▶ _THE PROBLEM_
Show the lines below where "bool" occurs.

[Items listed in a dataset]
○ ○ ○ ○
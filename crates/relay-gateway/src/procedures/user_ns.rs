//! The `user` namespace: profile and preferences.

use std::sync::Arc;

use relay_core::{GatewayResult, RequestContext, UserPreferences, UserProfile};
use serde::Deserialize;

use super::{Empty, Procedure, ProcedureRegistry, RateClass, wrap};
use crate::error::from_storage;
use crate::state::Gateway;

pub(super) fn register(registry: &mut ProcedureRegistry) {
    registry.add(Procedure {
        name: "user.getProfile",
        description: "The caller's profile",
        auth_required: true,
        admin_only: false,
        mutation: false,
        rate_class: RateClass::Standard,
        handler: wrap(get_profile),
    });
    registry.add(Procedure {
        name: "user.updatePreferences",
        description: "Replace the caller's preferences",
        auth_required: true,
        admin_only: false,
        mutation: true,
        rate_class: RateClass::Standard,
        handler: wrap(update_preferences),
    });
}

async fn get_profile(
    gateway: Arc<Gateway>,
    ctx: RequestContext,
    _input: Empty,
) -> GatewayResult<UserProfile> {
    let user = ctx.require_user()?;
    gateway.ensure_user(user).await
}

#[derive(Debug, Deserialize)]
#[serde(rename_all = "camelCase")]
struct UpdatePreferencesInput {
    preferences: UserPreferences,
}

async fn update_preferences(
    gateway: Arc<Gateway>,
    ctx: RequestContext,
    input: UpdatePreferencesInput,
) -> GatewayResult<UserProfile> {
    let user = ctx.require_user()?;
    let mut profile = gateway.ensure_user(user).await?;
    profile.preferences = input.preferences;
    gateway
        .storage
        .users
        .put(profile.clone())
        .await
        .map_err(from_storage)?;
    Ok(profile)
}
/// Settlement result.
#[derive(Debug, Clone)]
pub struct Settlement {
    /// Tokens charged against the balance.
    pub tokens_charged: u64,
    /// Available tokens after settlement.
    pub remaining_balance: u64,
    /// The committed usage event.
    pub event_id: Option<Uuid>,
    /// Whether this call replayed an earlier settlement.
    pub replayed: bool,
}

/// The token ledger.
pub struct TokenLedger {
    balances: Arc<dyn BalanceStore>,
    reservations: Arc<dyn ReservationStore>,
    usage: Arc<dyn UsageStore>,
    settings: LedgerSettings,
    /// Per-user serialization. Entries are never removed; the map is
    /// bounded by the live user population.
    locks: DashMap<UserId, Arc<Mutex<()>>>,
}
○ ○ ○ ○
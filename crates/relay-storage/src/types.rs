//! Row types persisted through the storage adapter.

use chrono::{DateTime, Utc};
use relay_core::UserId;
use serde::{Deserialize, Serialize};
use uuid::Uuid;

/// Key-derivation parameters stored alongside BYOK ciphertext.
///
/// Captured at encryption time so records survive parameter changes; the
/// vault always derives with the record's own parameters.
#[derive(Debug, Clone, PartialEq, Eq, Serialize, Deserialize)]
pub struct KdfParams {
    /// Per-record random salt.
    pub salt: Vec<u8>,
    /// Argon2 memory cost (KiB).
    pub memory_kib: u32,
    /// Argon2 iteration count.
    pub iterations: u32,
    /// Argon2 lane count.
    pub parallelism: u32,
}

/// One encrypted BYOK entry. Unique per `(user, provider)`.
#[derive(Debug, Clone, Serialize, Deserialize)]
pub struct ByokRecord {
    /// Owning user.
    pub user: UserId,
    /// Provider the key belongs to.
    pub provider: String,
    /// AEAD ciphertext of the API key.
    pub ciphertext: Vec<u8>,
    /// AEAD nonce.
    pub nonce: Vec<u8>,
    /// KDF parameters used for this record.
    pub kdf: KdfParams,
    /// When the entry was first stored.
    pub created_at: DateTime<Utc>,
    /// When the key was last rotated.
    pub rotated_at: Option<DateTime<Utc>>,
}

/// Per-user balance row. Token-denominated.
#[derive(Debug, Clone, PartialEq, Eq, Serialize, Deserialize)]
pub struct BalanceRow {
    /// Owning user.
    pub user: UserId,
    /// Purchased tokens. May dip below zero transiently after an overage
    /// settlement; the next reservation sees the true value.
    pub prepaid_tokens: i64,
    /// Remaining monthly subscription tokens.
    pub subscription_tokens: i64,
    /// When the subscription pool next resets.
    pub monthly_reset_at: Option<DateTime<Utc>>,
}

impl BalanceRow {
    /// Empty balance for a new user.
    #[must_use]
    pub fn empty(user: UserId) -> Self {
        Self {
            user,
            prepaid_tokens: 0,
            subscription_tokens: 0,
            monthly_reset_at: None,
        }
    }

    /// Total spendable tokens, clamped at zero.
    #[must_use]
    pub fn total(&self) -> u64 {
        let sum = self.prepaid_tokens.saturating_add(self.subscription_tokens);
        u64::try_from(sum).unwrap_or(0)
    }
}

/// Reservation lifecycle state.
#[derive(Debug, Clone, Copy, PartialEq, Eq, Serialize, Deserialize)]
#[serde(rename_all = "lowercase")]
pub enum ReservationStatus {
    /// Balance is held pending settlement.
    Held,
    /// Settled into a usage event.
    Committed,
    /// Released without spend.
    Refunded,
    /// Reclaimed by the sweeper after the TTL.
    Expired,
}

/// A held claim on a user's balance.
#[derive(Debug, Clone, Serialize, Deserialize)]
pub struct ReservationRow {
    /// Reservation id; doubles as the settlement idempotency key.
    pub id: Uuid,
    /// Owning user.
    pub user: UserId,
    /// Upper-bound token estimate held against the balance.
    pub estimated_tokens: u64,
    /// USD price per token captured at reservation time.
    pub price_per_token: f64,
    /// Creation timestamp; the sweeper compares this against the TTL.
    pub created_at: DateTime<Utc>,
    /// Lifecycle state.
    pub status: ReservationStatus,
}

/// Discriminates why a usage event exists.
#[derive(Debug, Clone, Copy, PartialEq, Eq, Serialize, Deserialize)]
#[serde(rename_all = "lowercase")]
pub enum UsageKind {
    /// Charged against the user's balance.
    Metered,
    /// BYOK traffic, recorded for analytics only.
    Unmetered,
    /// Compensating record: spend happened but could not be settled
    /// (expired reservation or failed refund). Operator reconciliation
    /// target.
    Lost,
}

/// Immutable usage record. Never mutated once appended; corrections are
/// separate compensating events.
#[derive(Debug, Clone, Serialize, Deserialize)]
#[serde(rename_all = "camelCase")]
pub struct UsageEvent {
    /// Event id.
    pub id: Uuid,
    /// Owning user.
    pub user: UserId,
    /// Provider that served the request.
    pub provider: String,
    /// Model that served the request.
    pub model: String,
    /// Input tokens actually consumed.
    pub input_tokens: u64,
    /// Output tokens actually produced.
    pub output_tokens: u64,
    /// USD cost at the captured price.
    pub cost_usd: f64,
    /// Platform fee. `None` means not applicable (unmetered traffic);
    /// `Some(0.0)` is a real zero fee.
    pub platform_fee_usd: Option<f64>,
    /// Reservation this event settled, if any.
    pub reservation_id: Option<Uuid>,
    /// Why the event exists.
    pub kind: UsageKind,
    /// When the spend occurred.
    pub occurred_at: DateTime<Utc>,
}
○ ○ ○ ○
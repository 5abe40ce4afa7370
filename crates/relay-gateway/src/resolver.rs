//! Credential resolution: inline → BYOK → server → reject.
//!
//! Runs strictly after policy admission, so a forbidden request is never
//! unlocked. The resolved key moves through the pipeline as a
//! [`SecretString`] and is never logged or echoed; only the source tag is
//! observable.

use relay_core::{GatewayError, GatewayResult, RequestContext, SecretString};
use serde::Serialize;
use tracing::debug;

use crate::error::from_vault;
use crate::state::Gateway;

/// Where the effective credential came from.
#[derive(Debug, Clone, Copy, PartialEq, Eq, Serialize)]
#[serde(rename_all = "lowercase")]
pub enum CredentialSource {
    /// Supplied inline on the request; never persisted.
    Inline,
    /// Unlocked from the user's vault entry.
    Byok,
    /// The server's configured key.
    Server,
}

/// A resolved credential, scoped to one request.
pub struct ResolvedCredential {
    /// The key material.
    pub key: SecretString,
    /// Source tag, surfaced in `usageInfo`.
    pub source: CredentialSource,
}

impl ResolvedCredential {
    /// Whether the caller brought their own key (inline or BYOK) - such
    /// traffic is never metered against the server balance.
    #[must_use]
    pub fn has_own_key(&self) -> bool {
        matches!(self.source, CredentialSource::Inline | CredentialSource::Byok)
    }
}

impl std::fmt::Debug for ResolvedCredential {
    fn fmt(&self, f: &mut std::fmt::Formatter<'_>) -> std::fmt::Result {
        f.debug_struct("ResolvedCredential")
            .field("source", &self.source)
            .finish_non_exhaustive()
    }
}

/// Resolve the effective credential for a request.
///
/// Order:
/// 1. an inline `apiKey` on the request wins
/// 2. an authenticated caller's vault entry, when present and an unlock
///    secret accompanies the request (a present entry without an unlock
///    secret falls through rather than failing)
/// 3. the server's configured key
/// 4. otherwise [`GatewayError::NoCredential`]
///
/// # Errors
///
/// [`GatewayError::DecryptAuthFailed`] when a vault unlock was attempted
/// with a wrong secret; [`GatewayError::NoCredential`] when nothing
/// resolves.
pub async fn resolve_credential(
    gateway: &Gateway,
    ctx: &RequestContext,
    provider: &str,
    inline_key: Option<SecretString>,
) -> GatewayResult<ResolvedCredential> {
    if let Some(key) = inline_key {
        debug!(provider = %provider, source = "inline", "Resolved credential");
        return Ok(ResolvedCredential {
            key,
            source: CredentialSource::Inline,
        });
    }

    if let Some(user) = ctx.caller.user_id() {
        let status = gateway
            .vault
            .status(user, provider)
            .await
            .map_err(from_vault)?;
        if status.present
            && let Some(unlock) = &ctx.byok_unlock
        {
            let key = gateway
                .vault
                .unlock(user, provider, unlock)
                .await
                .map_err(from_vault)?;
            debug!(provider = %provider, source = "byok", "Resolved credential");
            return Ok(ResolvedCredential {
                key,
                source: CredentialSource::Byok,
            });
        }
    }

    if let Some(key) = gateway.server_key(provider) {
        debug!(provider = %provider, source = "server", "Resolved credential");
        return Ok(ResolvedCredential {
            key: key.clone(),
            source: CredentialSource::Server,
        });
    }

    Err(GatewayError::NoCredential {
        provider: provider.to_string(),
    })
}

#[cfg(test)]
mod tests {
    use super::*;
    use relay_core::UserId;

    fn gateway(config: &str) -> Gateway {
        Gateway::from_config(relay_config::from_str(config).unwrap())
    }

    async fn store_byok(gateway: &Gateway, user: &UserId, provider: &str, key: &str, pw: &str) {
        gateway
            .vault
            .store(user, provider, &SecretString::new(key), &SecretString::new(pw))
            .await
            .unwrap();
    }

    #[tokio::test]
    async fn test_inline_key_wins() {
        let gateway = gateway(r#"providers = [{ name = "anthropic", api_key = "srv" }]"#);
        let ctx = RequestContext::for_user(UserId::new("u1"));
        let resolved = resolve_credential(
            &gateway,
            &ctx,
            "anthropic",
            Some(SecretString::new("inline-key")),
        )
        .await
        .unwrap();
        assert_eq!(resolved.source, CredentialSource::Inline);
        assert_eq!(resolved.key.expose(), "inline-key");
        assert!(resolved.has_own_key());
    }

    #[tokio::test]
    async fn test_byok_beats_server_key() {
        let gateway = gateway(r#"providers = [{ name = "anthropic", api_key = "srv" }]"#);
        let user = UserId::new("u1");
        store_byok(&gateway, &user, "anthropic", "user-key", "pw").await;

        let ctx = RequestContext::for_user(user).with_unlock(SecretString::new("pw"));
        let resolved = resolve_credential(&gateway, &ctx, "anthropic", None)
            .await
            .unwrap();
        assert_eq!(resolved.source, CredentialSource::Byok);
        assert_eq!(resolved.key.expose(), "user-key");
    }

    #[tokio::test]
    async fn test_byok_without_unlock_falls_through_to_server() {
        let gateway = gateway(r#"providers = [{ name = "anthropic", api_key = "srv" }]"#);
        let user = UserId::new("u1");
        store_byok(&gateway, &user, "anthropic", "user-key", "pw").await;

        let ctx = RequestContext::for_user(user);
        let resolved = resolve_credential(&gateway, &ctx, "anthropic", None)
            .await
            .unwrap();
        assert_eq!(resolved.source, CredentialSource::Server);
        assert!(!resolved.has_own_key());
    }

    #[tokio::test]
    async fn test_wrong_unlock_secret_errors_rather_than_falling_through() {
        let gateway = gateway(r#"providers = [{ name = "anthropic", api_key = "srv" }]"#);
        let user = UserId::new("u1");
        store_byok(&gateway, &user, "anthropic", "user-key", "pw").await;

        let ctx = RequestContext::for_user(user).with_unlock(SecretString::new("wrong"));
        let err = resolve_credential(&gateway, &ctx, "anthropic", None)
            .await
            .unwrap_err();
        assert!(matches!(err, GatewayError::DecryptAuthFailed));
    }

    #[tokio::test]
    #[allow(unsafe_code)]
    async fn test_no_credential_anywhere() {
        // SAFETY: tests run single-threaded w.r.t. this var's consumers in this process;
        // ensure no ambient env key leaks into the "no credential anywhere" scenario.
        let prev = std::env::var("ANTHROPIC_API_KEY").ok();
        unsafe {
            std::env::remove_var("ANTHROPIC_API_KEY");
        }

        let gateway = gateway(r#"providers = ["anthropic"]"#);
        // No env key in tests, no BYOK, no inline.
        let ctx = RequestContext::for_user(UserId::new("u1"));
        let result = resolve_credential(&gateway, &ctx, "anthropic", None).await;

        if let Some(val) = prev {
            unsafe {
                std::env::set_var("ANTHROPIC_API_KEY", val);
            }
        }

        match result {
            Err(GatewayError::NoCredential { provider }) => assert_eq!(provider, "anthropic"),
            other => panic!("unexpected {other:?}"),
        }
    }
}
○ ○ ○ ○
▶ _WRITTEN SOLUTION_
    pub replayed: bool,
    pub fn has_own_key(&self) -> bool {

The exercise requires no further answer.